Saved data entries
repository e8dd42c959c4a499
//! Inbound adapters that translate external requests into domain service
//! calls while keeping framework details at the edge.

pub mod http;
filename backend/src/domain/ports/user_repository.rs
//! Port abstraction for user persistence adapters and their errors.
use async_trait::async_trait;

use crate::domain::{EmailAddress, NewUser, User, UserId};

use super::define_port_error;

define_port_error! {
    /// Persistence errors raised by user repository adapters.
    pub enum UserPersistenceError {
        /// Repository connection could not be established.
        Connection { message: String } => "user repository connection failed: {message}",
        /// Query or mutation failed during execution.
        Query { message: String } => "user repository query failed: {message}",
        /// Another account already uses this email.
        DuplicateEmail { email: String } => "email already registered: {email}",
    }
}

#[cfg_attr(test, mockall::automock)]
#[async_trait]
pub trait UserRepository: Send + Sync {
    /// Insert a new account. A unique-email violation surfaces as
    /// [`UserPersistenceError::DuplicateEmail`].
    async fn insert(&self, user: &NewUser) -> Result<User, UserPersistenceError>;

    async fn find_by_email(&self, email: &EmailAddress) -> Result<Option<User>, UserPersistenceError>;

    async fn find_by_id(&self, id: &UserId) -> Result<Option<User>, UserPersistenceError>;
}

## WORK TO BE COMPLETED:
Extract every record and return it verbatim.

## SOLUTION TO THE PROBLEM:
repository e8dd42c959c4a499
//! Inbound adapters that translate external requests into domain service
//! calls while keeping framework details at the edge.

pub mod http;
filename backend/src/domain/ports/user_repository.rs
//! Port abstraction for user persistence adapters and their errors.
use async_trait::async_trait;

use crate::domain::{EmailAddress, NewUser, User, UserId};

use super::define_port_error;

define_port_error! {
    /// Persistence errors raised by user repository adapters.
    pub enum UserPersistenceError {
        /// Repository connection could not be established.
        Connection { message: String } => "user repository connection failed: {message}",
        /// Query or mutation failed during execution.
        Query { message: String } => "user repository query failed: {message}",
        /// Another account already uses this email.
        DuplicateEmail { email: String } => "email already registered: {email}",
    }
}

#[cfg_attr(test, mockall::automock)]
#[async_trait]
pub trait UserRepository: Send + Sync {
    /// Insert a new account. A unique-email violation surfaces as
    /// [`UserPersistenceError::DuplicateEmail`].
    async fn insert(&self, user: &NewUser) -> Result<User, UserPersistenceError>;

    async fn find_by_email(&self, email: &EmailAddress) -> Result<Option<User>, UserPersistenceError>;

    async fn find_by_id(&self, id: &UserId) -> Result<Option<User>, UserPersistenceError>;
}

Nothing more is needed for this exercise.